Levitt entered politics soon after the war ended. In 1946, he served as campaign manager for the reelection bid of the scandal-scarred Democratic minority leader of the New York State Assembly, Irwin Steingut. In 1952 he was appointed to the New York City Board of Education by Mayor Vincent R. Impellitteri and was elected its president in 1954. In September of that year, Levitt was asked by gubernatorial candidate W. Averell Harriman to join the Democratic-Liberal ticket as the candidate for comptroller of New York State. The previous candidate had been forced to withdraw from the race because of a damaging scandal. It was just a few weeks before the election, but on November 2, 1954, with help from Harriman's coattails, Levitt was elected comptroller.
He remained in Albany long after Harriman was gone, for a record six consecutive four-year terms. Levitt redefined the office of comptroller by pursuing an aggressive nonpartisan program of audits. Year after year, his staff turned out investigative reports that probed the management and disbursal of public funds statewide. Levitt, who liked to be called "Colonel, " acquired a reputation as steady, conservative, and serious. His audits, which included evaluations of procedures and management performance, in addition to the more customary balance-sheet data and budgetary accountings, were known for both their thoroughness and their fairness.
In 1961, at the urging of a group of disenchanted Democratic leaders, Levitt decided to seek the Democratic nomination for mayor of New York City. The ensuing primary campaign against incumbent Mayor Robert F. Wagner proved to be the only time Levitt ever lost an election. He was regarded as unbeatable in his reelection campaigns for state comptroller and survived the Republican ascendancy in Albany when Nelson A. Rockefeller dominated New York State politics. When the Democrats regained control of the state house in 1974, after Rockefeller had been appointed vice-president by Gerald Ford, Levitt won election to his sixth and final term with a victory margin of over 2 million votes.
Meanwhile, Levitt gained power within the New York Democratic organization. In 1965, he was chairman of the party's state convention. He also served as a delegate to the Democratic national conventions in 1968, when Hubert Humphrey was nominated, and in 1976, when Jimmy Carter was nominated. When Levitt declined to stand for reelection in 1978, he did not support the Democratic nominee to succeed him as state comptroller, New York City comptroller Harrison J. Goldin.
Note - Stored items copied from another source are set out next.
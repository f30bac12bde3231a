//! Reactive lists, maps and infinite lists over a realtime tree store.
//!
//! A [`ChangeSource`] reports child additions, changes and removals on a
//! query. This crate turns those callbacks into [`Observable`] streams:
//!
//! - [`ListEventStream`] and [`MapEventStream`] emit a single `Loaded`
//!   checkpoint with a consistent initial read, then the individual changes.
//! - [`ListView`], [`MapView`] and [`ValueView`] fold those events into live
//!   collections. [`InfoView`] follows the store's connection state.
//! - [`InfiniteList`] loads an ordered list one page per load-more signal and
//!   keeps the loaded pages in sync.
//!
//! [`MemoryStore`] is an in-process source with an explicit delivery queue,
//! and [`Database`] bundles the views with their default selectors.
//!
//! ```
//! use livefold::{Database, MemoryStore, Notification};
//! use serde_json::json;
//! use std::cell::RefCell;
//! use std::rc::Rc;
//!
//! let store = MemoryStore::new();
//! store.set("items", json!({"a": 1, "b": 2}));
//! let database = Database::new(store.source());
//!
//! let keys = Rc::new(RefCell::new(Vec::new()));
//! let sink = keys.clone();
//! let _subscription = database
//!     .list(database.reference("items"))
//!     .subscribe(move |notification| {
//!         if let Notification::Next(list) = notification {
//!             let list: Vec<String> = list.iter().map(|v| v.key().to_string()).collect();
//!             sink.borrow_mut().push(list);
//!         }
//!     });
//!
//! store.flush();
//! store.set("items/c", json!(3));
//! store.flush();
//! assert_eq!(*keys.borrow(), vec![vec!["a", "b"], vec!["a", "b", "c"]]);
//! ```

mod checkpoint;
mod database;
mod error;
mod event;
mod infinite;
mod info;
pub mod keyed;
pub mod list_event;
pub mod map_event;
mod memory;
mod observable;
mod query;
pub mod snapshot;
mod store;
mod view;

pub use database::Database;
pub use error::{Error, Result};
pub use event::{EventFilter, ListEvent, MapEvent};
pub use infinite::{InfiniteList, InfiniteListOptions, InfiniteListQuery, DEFAULT_PAGE_SIZE};
pub use info::{Info, InfoView, INFO_PATH};
pub use keyed::{select_key, select_keyed_value, select_value, KeyedValue};
pub use list_event::ListEventStream;
pub use map_event::MapEventStream;
pub use memory::MemoryStore;
pub use observable::{Notification, Observable, Observer, Subject, Subscriber, Subscription, Teardown};
pub use query::{Bound, Limit, Order, Query, QueryOptions};
pub use snapshot::Snapshot;
pub use store::{
    ChangeSource, ChildCallback, ChildEventKind, ChildNotification, RangeCallback, Unlisten,
    ValueCallback,
};
pub use view::{reduce_list, reduce_map, KeySelector, ListView, MapView, Selector, ValueView};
Levitt, who had always tried to take a nonpartisan approach to the fiduciary duties of the comptroller, was concerned by Goldin's partisan reputation. He also was worried that Goldin would be inclined to make aggressive use of state pension funds to relieve New York City's fiscal crisis, an action that Levitt considered a violation of the comptroller's fiduciary responsibilities. Instead, Levitt informally supported the more conservative Republican nominee Edward V. Regan as his successor. Regan won the election. After he retired from public office, Levitt took a job in New York City, as an investment officer at the Lincoln Savings Bank. He was at his desk when he died.
Member of American Legion
Member of the Union Temple of Brooklyn
On June 30, 1929, Levitt married Dorothy Wolff, a schoolteacher; they had one child, Arthur Levitt, Jr. , who would grow up to be a leading Wall Street businessman and president of the American Stock Exchange.